** MATERIAL PROVIDED follows **
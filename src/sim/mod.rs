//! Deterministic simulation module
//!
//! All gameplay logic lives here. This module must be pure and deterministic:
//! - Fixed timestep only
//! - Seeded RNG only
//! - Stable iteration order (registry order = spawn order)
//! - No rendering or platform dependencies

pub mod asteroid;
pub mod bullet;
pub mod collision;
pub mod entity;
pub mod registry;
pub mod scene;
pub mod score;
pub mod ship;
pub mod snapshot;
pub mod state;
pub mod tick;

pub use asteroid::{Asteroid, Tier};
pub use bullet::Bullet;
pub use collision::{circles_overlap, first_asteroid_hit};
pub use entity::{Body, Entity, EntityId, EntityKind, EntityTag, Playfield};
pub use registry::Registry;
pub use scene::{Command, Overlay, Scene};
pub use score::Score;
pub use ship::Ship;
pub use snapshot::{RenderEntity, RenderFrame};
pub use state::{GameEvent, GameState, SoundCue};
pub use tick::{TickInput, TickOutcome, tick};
** End of MATERIAL PROVIDED **
** MATERIAL PROVIDED follows **
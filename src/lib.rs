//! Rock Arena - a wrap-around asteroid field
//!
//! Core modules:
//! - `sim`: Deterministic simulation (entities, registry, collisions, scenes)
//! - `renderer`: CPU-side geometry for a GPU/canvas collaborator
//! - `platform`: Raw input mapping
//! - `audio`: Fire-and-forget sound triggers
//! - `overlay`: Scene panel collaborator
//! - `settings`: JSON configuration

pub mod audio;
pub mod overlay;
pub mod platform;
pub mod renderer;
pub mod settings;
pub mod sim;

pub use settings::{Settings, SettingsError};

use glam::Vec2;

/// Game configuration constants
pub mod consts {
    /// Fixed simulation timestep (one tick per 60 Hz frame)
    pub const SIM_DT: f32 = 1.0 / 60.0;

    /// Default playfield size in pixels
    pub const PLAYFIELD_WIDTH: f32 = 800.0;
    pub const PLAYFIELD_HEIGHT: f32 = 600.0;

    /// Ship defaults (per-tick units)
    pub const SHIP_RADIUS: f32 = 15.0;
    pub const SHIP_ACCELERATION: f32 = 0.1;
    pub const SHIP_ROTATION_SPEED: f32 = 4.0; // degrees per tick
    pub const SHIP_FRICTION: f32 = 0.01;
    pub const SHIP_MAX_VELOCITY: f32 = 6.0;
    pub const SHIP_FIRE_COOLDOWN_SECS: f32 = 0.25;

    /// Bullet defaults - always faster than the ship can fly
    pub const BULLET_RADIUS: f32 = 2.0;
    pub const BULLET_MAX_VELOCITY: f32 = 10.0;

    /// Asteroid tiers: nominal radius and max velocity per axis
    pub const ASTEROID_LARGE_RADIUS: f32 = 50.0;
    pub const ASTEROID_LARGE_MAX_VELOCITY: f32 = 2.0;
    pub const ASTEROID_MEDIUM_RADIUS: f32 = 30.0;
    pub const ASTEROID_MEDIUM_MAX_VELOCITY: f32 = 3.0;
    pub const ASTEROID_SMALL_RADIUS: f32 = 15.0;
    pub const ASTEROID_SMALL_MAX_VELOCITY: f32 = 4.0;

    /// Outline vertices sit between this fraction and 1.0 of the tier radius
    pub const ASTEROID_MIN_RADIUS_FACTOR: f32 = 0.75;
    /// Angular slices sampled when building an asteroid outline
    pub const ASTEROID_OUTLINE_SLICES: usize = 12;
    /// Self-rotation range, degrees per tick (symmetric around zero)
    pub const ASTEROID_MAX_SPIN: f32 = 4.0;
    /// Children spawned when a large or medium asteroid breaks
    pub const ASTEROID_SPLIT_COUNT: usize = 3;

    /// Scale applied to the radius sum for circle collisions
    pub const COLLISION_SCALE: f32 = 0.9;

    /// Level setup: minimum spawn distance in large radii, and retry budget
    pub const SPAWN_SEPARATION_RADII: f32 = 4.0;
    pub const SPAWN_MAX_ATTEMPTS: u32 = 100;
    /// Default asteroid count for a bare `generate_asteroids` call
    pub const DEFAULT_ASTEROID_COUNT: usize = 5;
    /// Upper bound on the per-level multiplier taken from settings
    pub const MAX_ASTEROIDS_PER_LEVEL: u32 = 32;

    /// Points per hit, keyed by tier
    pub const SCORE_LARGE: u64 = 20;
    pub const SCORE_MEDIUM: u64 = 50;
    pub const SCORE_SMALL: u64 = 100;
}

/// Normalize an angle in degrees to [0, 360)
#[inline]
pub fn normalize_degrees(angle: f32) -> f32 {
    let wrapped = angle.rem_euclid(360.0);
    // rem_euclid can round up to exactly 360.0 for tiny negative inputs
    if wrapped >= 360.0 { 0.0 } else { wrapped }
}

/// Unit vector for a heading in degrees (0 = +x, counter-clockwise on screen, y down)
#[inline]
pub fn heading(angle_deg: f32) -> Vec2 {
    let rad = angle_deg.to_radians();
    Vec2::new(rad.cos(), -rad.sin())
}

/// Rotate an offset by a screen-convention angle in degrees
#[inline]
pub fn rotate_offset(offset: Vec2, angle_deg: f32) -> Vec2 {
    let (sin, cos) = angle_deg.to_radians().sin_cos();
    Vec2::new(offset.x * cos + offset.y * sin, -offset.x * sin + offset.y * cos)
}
** End of MATERIAL PROVIDED **
** MATERIAL PROVIDED follows **
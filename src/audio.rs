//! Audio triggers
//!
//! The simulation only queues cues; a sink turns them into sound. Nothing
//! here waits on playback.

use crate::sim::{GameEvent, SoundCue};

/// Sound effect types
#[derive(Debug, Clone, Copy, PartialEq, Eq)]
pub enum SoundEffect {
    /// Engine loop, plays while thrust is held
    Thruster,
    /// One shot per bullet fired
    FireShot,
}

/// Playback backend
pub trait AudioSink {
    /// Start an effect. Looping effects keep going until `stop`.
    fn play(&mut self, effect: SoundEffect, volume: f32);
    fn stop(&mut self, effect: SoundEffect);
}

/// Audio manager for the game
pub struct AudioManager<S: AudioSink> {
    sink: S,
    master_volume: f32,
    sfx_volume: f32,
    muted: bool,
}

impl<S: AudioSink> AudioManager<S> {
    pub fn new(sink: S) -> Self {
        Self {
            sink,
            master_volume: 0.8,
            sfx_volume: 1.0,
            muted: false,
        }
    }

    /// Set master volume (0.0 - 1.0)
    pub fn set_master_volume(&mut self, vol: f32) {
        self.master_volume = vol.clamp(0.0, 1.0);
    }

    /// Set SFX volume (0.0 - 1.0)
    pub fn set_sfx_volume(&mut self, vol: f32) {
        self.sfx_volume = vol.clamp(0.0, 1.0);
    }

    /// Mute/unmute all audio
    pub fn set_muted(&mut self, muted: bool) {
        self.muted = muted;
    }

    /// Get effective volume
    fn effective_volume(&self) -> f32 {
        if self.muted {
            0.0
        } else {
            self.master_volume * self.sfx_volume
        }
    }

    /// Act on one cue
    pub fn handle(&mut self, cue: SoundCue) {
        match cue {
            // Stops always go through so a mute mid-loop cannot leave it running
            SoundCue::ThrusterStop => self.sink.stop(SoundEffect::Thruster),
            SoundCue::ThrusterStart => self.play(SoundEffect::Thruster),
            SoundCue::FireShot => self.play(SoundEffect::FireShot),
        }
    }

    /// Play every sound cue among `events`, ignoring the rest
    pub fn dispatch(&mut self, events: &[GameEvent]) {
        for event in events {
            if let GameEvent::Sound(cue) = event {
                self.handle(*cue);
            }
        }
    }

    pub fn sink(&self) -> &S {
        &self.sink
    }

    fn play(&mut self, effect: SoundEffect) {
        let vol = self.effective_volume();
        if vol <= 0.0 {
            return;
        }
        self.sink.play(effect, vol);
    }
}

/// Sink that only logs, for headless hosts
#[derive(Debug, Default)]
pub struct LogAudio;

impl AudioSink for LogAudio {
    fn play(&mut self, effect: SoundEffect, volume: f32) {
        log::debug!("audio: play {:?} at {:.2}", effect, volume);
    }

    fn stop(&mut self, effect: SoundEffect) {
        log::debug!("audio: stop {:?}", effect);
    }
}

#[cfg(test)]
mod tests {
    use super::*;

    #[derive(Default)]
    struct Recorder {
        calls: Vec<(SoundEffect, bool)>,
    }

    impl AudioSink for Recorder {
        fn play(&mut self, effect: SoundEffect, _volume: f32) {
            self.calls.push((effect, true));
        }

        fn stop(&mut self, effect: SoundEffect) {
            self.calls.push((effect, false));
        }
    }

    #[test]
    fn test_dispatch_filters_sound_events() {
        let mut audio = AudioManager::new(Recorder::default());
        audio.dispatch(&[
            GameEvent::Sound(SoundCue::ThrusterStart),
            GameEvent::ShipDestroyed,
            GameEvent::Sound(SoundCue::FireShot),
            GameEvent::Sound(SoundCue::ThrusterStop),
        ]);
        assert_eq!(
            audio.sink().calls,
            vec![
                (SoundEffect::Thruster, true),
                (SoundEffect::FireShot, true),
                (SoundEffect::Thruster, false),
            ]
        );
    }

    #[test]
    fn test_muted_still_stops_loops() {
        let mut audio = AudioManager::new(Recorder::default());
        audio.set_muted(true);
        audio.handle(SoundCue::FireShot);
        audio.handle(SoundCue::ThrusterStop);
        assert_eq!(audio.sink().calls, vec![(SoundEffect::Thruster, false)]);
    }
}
** End of MATERIAL PROVIDED **
WHAT YOU ARE ASKED TO DO:
Your reply should be a single number: how many lines in the entries above hold the string "tick".

WRITTEN ANSWER:
6